- _YOUR TASK_
When you reach the line containing "pub trait PlanResolver: Send" in the entries below, start writing out each line exactly, and stop after the line containing "to a window".

(Stored records)
• • •
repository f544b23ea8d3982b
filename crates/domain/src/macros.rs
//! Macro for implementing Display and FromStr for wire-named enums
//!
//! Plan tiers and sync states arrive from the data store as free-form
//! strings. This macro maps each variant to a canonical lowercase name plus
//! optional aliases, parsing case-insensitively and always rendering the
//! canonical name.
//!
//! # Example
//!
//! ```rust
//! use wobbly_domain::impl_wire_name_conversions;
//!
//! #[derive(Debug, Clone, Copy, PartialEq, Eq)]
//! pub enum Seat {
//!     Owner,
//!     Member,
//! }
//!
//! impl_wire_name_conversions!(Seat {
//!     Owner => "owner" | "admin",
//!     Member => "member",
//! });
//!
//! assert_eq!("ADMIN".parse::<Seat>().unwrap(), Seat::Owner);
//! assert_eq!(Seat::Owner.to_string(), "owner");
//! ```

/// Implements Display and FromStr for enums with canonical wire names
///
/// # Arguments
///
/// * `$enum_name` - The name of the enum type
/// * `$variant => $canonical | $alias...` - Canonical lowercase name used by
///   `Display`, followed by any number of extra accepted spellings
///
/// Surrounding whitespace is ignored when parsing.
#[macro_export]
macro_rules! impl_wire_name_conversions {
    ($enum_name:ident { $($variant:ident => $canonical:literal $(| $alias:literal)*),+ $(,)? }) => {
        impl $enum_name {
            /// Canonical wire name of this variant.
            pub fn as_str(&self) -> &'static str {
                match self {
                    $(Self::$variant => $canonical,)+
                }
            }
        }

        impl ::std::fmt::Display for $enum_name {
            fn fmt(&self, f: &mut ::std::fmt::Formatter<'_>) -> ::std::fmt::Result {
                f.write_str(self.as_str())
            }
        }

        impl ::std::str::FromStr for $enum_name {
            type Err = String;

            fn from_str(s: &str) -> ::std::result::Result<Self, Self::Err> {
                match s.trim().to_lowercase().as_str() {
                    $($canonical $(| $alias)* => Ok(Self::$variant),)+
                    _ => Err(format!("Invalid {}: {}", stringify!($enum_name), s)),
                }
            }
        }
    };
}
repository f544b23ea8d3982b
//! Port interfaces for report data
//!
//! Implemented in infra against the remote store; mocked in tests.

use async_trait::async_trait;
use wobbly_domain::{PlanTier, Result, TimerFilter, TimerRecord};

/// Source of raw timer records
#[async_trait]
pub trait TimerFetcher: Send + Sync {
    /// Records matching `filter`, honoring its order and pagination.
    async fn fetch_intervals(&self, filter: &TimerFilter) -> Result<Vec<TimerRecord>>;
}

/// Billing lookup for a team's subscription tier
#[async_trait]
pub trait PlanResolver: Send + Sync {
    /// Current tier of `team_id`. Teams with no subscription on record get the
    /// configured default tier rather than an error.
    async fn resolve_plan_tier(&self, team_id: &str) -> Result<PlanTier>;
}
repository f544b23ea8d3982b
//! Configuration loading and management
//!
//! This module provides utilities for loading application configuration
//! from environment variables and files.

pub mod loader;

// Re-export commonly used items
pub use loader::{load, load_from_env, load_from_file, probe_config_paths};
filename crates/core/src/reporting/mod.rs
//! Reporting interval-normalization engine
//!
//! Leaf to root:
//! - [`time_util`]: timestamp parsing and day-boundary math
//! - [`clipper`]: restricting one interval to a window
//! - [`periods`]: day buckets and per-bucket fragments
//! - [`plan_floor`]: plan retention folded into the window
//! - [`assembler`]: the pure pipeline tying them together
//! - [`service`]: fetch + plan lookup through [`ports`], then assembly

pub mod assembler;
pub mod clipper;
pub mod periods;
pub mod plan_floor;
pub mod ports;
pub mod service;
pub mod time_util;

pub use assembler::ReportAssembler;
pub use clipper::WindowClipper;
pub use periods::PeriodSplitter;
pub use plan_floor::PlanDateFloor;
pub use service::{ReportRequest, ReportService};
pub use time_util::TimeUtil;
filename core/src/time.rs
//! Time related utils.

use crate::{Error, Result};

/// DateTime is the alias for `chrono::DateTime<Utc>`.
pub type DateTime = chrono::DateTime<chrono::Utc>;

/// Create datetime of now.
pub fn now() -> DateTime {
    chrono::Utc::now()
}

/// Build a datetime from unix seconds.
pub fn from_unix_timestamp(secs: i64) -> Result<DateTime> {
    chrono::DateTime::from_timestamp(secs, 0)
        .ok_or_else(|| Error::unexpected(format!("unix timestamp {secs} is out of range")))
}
• • •
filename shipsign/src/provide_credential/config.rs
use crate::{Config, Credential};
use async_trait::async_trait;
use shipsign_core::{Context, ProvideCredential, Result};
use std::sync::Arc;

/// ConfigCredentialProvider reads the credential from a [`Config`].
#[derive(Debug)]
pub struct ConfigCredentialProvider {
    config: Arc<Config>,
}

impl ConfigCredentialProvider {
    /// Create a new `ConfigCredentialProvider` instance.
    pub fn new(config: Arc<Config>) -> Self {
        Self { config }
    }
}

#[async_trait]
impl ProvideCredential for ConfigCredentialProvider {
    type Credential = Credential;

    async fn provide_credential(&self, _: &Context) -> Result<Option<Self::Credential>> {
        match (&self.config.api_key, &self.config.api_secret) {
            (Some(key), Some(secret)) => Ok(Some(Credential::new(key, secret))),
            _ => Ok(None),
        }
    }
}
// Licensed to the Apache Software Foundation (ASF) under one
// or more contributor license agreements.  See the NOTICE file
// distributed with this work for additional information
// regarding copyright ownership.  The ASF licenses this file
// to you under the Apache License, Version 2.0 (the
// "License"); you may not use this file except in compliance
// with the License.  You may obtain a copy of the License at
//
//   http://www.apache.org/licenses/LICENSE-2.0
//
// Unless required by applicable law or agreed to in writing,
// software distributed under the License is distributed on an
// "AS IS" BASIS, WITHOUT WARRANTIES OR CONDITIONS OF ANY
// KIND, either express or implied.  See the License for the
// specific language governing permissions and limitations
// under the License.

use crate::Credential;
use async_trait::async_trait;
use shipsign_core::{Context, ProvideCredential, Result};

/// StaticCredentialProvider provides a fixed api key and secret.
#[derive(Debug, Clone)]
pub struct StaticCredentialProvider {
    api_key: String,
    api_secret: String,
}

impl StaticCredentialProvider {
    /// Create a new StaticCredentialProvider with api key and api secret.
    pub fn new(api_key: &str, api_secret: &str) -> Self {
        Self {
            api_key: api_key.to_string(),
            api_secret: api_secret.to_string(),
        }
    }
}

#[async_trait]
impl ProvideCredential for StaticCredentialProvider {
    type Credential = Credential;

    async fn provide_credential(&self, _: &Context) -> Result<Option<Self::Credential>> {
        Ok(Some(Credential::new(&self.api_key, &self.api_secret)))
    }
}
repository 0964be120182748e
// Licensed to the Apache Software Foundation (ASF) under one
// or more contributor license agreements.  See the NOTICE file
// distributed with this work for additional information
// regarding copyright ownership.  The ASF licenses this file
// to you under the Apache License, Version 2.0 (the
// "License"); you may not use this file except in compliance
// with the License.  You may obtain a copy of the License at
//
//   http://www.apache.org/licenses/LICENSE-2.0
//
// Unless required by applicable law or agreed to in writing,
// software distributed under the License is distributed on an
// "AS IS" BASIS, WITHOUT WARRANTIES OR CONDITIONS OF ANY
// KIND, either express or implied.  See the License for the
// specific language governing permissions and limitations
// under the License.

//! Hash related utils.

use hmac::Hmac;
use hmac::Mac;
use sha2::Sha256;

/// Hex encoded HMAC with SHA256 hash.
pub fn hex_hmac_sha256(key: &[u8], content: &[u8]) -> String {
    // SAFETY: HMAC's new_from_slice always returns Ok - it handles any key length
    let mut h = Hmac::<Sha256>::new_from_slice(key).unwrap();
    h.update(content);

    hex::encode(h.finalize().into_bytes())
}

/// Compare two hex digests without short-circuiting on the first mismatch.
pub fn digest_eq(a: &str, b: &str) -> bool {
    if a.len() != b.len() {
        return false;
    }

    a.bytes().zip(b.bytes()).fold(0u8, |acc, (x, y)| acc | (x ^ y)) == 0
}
• • •
- _EXERCISE RESULT_
pub trait PlanResolver: Send + Sync {
    /// Current tier of `team_id`. Teams with no subscription on record get the
    /// configured default tier rather than an error.
    async fn resolve_plan_tier(&self, team_id: &str) -> Result<PlanTier>;
}
repository f544b23ea8d3982b
//! Configuration loading and management
//!
//! This module provides utilities for loading application configuration
//! from environment variables and files.

pub mod loader;

// Re-export commonly used items
pub use loader::{load, load_from_env, load_from_file, probe_config_paths};
filename crates/core/src/reporting/mod.rs
//! Reporting interval-normalization engine
//!
//! Leaf to root:
//! - [`time_util`]: timestamp parsing and day-boundary math
//! - [`clipper`]: restricting one interval to a window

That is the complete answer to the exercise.